I attended a conference with 450 people of faith on a beautiful fall weekend recently where issues of racial justice were presented and we were called to face the injustice of white privilege and power. I was ready to hear the words that challenge me to give away the power that allowed me to stereotype that young black man.
I needed to be reminded that the same gift of time and energy that I invest into the black residents of Nicollet Square can and must be given to each and every black person I come into contact with. While at first, this can feel pretty daunting, exhausting, and even improbable, I’m faced with the knowledge that I have grown so much because of each of the experiences I’ve had sharing my business with a diverse group of young people over the past four years. My sad realization that it is indeed my white privilege that lets me choose which young black males I will be generous and gracious too. I need to keep dying this kind of privilege, to let it decompose in the soil of my soul, and be reborn in a new growth where all of the lives I come into contact with do matter to me.
And so I walk this particular garden path as an apology and to make amends. I am sorry that I continue to fall back on to the safety net that keeps me from feeling the true pain of implicit white bias and privilege.
It is my hope that choosing to be located here on the corner of 37th and Nicollet was the best way for me to learn that lesson.
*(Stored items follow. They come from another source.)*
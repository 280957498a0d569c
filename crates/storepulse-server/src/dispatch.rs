//! Background report builds.
//!
//! Each triggered report is built exactly once on its own task: the snapshot
//! is loaded asynchronously, aggregation runs on a blocking worker thread, and
//! the report row is moved from `Running` to `Complete` or `Failed`.

use anyhow::Context;
use chrono::Utc;
use sqlx::PgPool;
use storepulse_engine::{build_report, EngineOptions, ReportInput, TrailingWindow};
use tokio::task::JoinHandle;
use uuid::Uuid;

/// Spawn the build for a freshly created report.
pub fn spawn_report_build(pool: PgPool, report_id: Uuid, options: EngineOptions) -> JoinHandle<()> {
    tokio::spawn(async move { run_report_build(&pool, report_id, options).await })
}

/// Build the report and record its terminal status.
pub async fn run_report_build(pool: &PgPool, report_id: Uuid, options: EngineOptions) {
    tracing::info!(report_id = %report_id, "report build started");

    match generate_csv(pool, options).await {
        Ok(csv) => match storepulse_db::complete_report(pool, report_id, &csv).await {
            Ok(()) => tracing::info!(report_id = %report_id, bytes = csv.len(), "report complete"),
            Err(e) => {
                tracing::error!(report_id = %report_id, error = %e, "failed to store report");
            }
        },
        Err(e) => {
            let message = format!("{e:#}");
            tracing::warn!(report_id = %report_id, error = %message, "report build failed");
            if let Err(e) = storepulse_db::fail_report(pool, report_id, &message).await {
                tracing::error!(report_id = %report_id, error = %e, "failed to mark report failed");
            }
        }
    }
}

/// Load the current snapshot and render the full report as CSV.
///
/// The report's reference instant is the latest stored observation, read in
/// the same snapshot that applies the lookback cutoff.
///
/// # Errors
///
/// Returns an error if the snapshot cannot be loaded, the worker thread
/// panics, or the CSV cannot be rendered.
pub async fn generate_csv(pool: &PgPool, options: EngineOptions) -> anyhow::Result<String> {
    let snapshot = storepulse_db::load_snapshot(pool, TrailingWindow::LastWeek.span())
        .await
        .context("failed to load report inputs")?;
    let now = snapshot.reference_instant.unwrap_or_else(Utc::now);

    tokio::task::spawn_blocking(move || {
        let input = ReportInput::new(snapshot.profiles, snapshot.observations);
        build_report(&input, now, options).to_csv()
    })
    .await
    .context("report worker terminated unexpectedly")?
    .context("failed to render report")
}

#[cfg(test)]
mod tests {
    use storepulse_core::ReportStatus;

    use super::*;

    #[sqlx::test(migrations = "../../migrations")]
    async fn empty_database_builds_header_only_report(pool: PgPool) {
        let row = storepulse_db::create_report(&pool).await.expect("create");
        run_report_build(&pool, row.report_id, EngineOptions::default()).await;

        let stored = storepulse_db::get_report(&pool, row.report_id)
            .await
            .expect("get");
        assert_eq!(stored.status().expect("status"), ReportStatus::Complete);
        let csv = stored.report.expect("csv");
        assert_eq!(csv.lines().count(), 1);
        assert!(csv.starts_with("store_id,"));
    }

    #[sqlx::test(migrations = "../../migrations")]
    async fn terminal_report_is_not_rebuilt(pool: PgPool) {
        let row = storepulse_db::create_report(&pool).await.expect("create");
        storepulse_db::fail_report(&pool, row.report_id, "cancelled")
            .await
            .expect("fail");

        run_report_build(&pool, row.report_id, EngineOptions::default()).await;

        let stored = storepulse_db::get_report(&pool, row.report_id)
            .await
            .expect("get");
        assert_eq!(stored.status().expect("status"), ReportStatus::Failed);
        assert!(stored.report.is_none());
    }

    #[sqlx::test(migrations = "../../migrations")]
    async fn stores_without_observations_get_zero_rows(pool: PgPool) {
        sqlx::query("INSERT INTO stores (store_id, timezone) VALUES ('idle', 'Europe/Berlin')")
            .execute(&pool)
            .await
            .expect("insert store");

        let csv = generate_csv(&pool, EngineOptions::default())
            .await
            .expect("csv");
        assert_eq!(csv.lines().nth(1), Some("idle,0,0,0,0,0,0"));
    }

    #[sqlx::test(migrations = "../../migrations")]
    async fn report_is_measured_from_latest_stored_observation(pool: PgPool) {
        for statement in [
            "INSERT INTO stores (store_id, timezone) VALUES ('s1', 'UTC')",
            "INSERT INTO business_hours (store_id, day_of_week, start_time_local, end_time_local) \
             VALUES ('s1', 0, '09:00', '17:00')",
            "INSERT INTO store_status (store_id, status, timestamp_utc) VALUES \
             ('s1', 'active', '2023-01-23 09:00:00+00'), \
             ('s1', 'active', '2023-01-23 10:00:00+00')",
        ] {
            sqlx::query(statement).execute(&pool).await.expect("seed");
        }

        let csv = generate_csv(&pool, EngineOptions::default())
            .await
            .expect("csv");
        assert_eq!(csv.lines().nth(1), Some("s1,60,1,1,0,0,0"));
    }
}
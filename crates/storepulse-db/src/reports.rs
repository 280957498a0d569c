//! Database operations for the `reports` lifecycle table.

use chrono::{DateTime, Utc};
use sqlx::PgPool;
use storepulse_core::ReportStatus;
use uuid::Uuid;

use crate::DbError;

/// A row from the `reports` table.
#[derive(Debug, Clone, sqlx::FromRow)]
pub struct StoredReportRow {
    pub id: i64,
    pub report_id: Uuid,
    pub status: String,
    /// Rendered CSV; set only once the report is `Complete`.
    pub report: Option<String>,
    pub error_message: Option<String>,
    pub created_at: DateTime<Utc>,
    pub completed_at: Option<DateTime<Utc>>,
}

impl StoredReportRow {
    /// # Errors
    ///
    /// Returns [`DbError::InvalidRow`] if the stored status is not recognized.
    pub fn status(&self) -> Result<ReportStatus, DbError> {
        Ok(self.status.parse()?)
    }
}

/// Creates a new report in `Running` status with a fresh public id.
///
/// # Errors
///
/// Returns [`DbError::Sqlx`] if the insert fails.
pub async fn create_report(pool: &PgPool) -> Result<StoredReportRow, DbError> {
    let report_id = Uuid::new_v4();

    let row = sqlx::query_as::<_, StoredReportRow>(
        "INSERT INTO reports (report_id, status) \
         VALUES ($1, 'Running') \
         RETURNING id, report_id, status, report, error_message, created_at, completed_at",
    )
    .bind(report_id)
    .fetch_one(pool)
    .await?;

    Ok(row)
}

/// Marks a `Running` report as `Complete` and stores its CSV.
///
/// # Errors
///
/// Returns [`DbError::InvalidReportTransition`] if the report is not
/// `Running`, or [`DbError::Sqlx`] if the update fails.
pub async fn complete_report(pool: &PgPool, report_id: Uuid, csv: &str) -> Result<(), DbError> {
    let result = sqlx::query(
        "UPDATE reports \
         SET status = 'Complete', report = $1, completed_at = NOW() \
         WHERE report_id = $2 AND status = 'Running'",
    )
    .bind(csv)
    .bind(report_id)
    .execute(pool)
    .await?;

    if result.rows_affected() == 0 {
        return Err(DbError::InvalidReportTransition {
            report_id,
            expected_status: ReportStatus::Running.as_str(),
        });
    }

    Ok(())
}

/// Marks a `Running` report as `Failed` with an error message.
///
/// # Errors
///
/// Returns [`DbError::InvalidReportTransition`] if the report is not
/// `Running`, or [`DbError::Sqlx`] if the update fails.
pub async fn fail_report(
    pool: &PgPool,
    report_id: Uuid,
    error_message: &str,
) -> Result<(), DbError> {
    let result = sqlx::query(
        "UPDATE reports \
         SET status = 'Failed', error_message = $1, completed_at = NOW() \
         WHERE report_id = $2 AND status = 'Running'",
    )
    .bind(error_message)
    .bind(report_id)
    .execute(pool)
    .await?;

    if result.rows_affected() == 0 {
        return Err(DbError::InvalidReportTransition {
            report_id,
            expected_status: ReportStatus::Running.as_str(),
        });
    }

    Ok(())
}

/// Fetches a report by its public id.
///
/// # Errors
///
/// Returns [`DbError::NotFound`] if no report has that id, or
/// [`DbError::Sqlx`] if the query fails.
pub async fn get_report(pool: &PgPool, report_id: Uuid) -> Result<StoredReportRow, DbError> {
    let row = sqlx::query_as::<_, StoredReportRow>(
        "SELECT id, report_id, status, report, error_message, created_at, completed_at \
         FROM reports \
         WHERE report_id = $1",
    )
    .bind(report_id)
    .fetch_optional(pool)
    .await?
    .ok_or(DbError::NotFound)?;

    Ok(row)
}

/// Fails every report still `Running` that was created before `cutoff`.
///
/// Returns the number of reports transitioned.
///
/// # Errors
///
/// Returns [`DbError::Sqlx`] if the update fails.
pub async fn fail_stale_reports(
    pool: &PgPool,
    cutoff: DateTime<Utc>,
    error_message: &str,
) -> Result<u64, DbError> {
    let result = sqlx::query(
        "UPDATE reports \
         SET status = 'Failed', error_message = $1, completed_at = NOW() \
         WHERE status = 'Running' AND created_at < $2",
    )
    .bind(error_message)
    .bind(cutoff)
    .execute(pool)
    .await?;

    Ok(result.rows_affected())
}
It may also be the best way for me to be in a place to continue to learn and grow. It will be my warm welcome and gratitude for the presence of a young black man, coming out of his way to seek the kindness of a coffee shop owner that can and will be the path to the kind of world I wish to live in.
Growth is often unseen, slow, hidden, and overlooked. We seem surprised when the seed we planted has “suddenly” sprouted, grown and produced flowers and fruits. But for those who work the soil tirelessly as farmers and gardeners, that steady and sometimes not so steady growing is continuously present. We just need to pay attention and take the risk to get our hands a bit dirty. If you are walking this path, I am glad to share it with you.